14. McNemar’s Test
McNemar’s test is based on the \(\chi^2\) (chi-square) test of independence (or association), but is used in a repeated measures or within-subjects design.
We’ll go over a brief example so you’re familiar with this test, but in practice I don’t see this statistic often so we won’t go over it any further than this.
Step 1: Look at the data
For example, suppose we’re working with the Australian Generic Political Party (AGPP) and your job is to find out how effective AGPP political advertisements are. You gather 100 people and ask them to watch the AGPP ads. You ask participants before and after viewing ads whether they intend to vote for the AGPP.

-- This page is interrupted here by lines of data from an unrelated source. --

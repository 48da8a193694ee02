//! Draft state store — the authoritative in-memory representation of every
//! conversation's campaign draft, pending proposal, and re-entrancy flags.
//!
//! In-memory state is authoritative; durable writes happen best-effort and
//! asynchronously after the fact, and a failed write never blocks or
//! surfaces to the user.

use std::sync::Arc;

use dashmap::DashMap;
use draftdesk_core::persist::{DraftPersistence, SessionSnapshot};
use draftdesk_core::proposal::PendingCampaignProposal;
use draftdesk_core::types::{DraftCampaign, Message};
use draftdesk_core::DraftResult;
use tracing::{debug, info, warn};

use crate::creative::CreativeStateMachine;

/// Per-conversation drafting state.
#[derive(Debug, Clone, Default)]
pub struct ConversationState {
    pub draft: Option<DraftCampaign>,
    pub pending: Option<PendingCampaignProposal>,
    pub creatives_processed: bool,
    pub machine: CreativeStateMachine,
    pub loading: bool,
    pub last_account_id: Option<String>,
}

/// Thread-safe store for conversation drafting state, keyed by
/// conversation id.
pub struct DraftStore {
    conversations: DashMap<String, ConversationState>,
    persistence: Option<Arc<dyn DraftPersistence>>,
}

impl DraftStore {
    pub fn new() -> Self {
        Self {
            conversations: DashMap::new(),
            persistence: None,
        }
    }

    pub fn with_persistence(persistence: Arc<dyn DraftPersistence>) -> Self {
        info!("Draft store initialized with durable persistence");
        Self {
            conversations: DashMap::new(),
            persistence: Some(persistence),
        }
    }

    /// Runs `f` against the conversation's state, creating it on first use.
    pub fn with_state<T>(
        &self,
        conversation_id: &str,
        f: impl FnOnce(&mut ConversationState) -> T,
    ) -> T {
        let mut entry = self
            .conversations
            .entry(conversation_id.to_string())
            .or_default();
        f(entry.value_mut())
    }

    pub fn snapshot(&self, conversation_id: &str) -> ConversationState {
        self.conversations
            .get(conversation_id)
            .map(|s| s.value().clone())
            .unwrap_or_default()
    }

    pub fn draft(&self, conversation_id: &str) -> Option<DraftCampaign> {
        self.conversations
            .get(conversation_id)
            .and_then(|s| s.value().draft.clone())
    }

    /// Marks a turn as started. Rejected while a prior turn is outstanding
    /// to avoid overlapping drafts.
    pub fn begin_turn(&self, conversation_id: &str) -> DraftResult<()> {
        self.with_state(conversation_id, |state| {
            if state.loading {
                Err(draftdesk_core::DraftError::Busy)
            } else {
                state.loading = true;
                Ok(())
            }
        })
    }

    pub fn end_turn(&self, conversation_id: &str) {
        self.with_state(conversation_id, |state| state.loading = false);
    }

    /// Clears the conversation's draft state entirely. Draft and message
    /// history are always cleared together by callers.
    pub fn clear(&self, conversation_id: &str) {
        self.conversations.remove(conversation_id);
        if let Some(persistence) = self.persistence.clone() {
            let conversation_id = conversation_id.to_string();
            tokio::spawn(async move {
                if let Err(e) = persistence.clear(&conversation_id).await {
                    warn!(error = %e, conversation = %conversation_id, "Failed to clear persisted session");
                }
            });
        }
        debug!(conversation = %conversation_id, "Draft state cleared");
    }

    /// Best-effort durable write of the conversation's session keys. The
    /// in-memory state is already authoritative when this runs.
    pub fn persist(&self, conversation_id: &str, chat_history: Vec<Message>) {
        let Some(persistence) = self.persistence.clone() else {
            return;
        };
        let state = self.snapshot(conversation_id);
        let snapshot = SessionSnapshot {
            has_active_draft: state.draft.is_some(),
            draft: state.draft,
            creatives_processed: state.creatives_processed,
            chat_history,
            last_account_id: state.last_account_id,
        };
        let conversation_id = conversation_id.to_string();
        tokio::spawn(async move {
            if let Err(e) = persistence.save(&conversation_id, &snapshot).await {
                warn!(error = %e, conversation = %conversation_id, "Failed to persist session snapshot");
            }
        });
    }
}

impl Default for DraftStore {
    fn default() -> Self {
        Self::new()
    }
}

This data comes from lsj-data. Open data from your Data Library in “lsj-data”. Select and open “agpp”. This dataset indicates the ID number of the participant and whether they would vote for AGPP before and after viewing the ads.
Data set-up
Our data set-up for McNemar’s test is pretty simple. We just need two columns of nominal data, with one row per participant and each column being the same variable at two different time points. Here’s our data for our example we’ll be working with, which you can find in the lsj-data called agpp
:
ID | response_before | response_after |
---|---|---|
subj.1 | no | yes |
subj.2 | yes | no |
subj.3 | yes | no |
subj.4 | yes | no |
subj.5 | no | no |
subj.6 | no | no |
subj.7 | no | no |
subj.8 | no | yes |
subj.9 | no | no |
subj.10 | no | no |
Specify the hypotheses
Given you want to see if the AGPP political advertisements are, you want to see if participants are more likely to vote for AGPP after viewing the advertisement. Therefore, the alternative hypothesis is that intentions to vote for the AGPP don’t match the expected frequency of intentions to vote.
Step 2: Check assumptions
You came here because you violated the assumptions of the test of independence’s assumption of independence. You should have a within-subjects design to perform this test. We meet this assumption so we can move on!
Step 3: Perform the test
Go to the Analyses tab, click the Frequencies button, and choose “Paired Samples - McNemar test”.
Move
response_before
into rows andresponse_after
into columns. Note that the placement in rows or columns doesn’t really matter.Under the Statistics tab, select \(\chi^2\) under Tests.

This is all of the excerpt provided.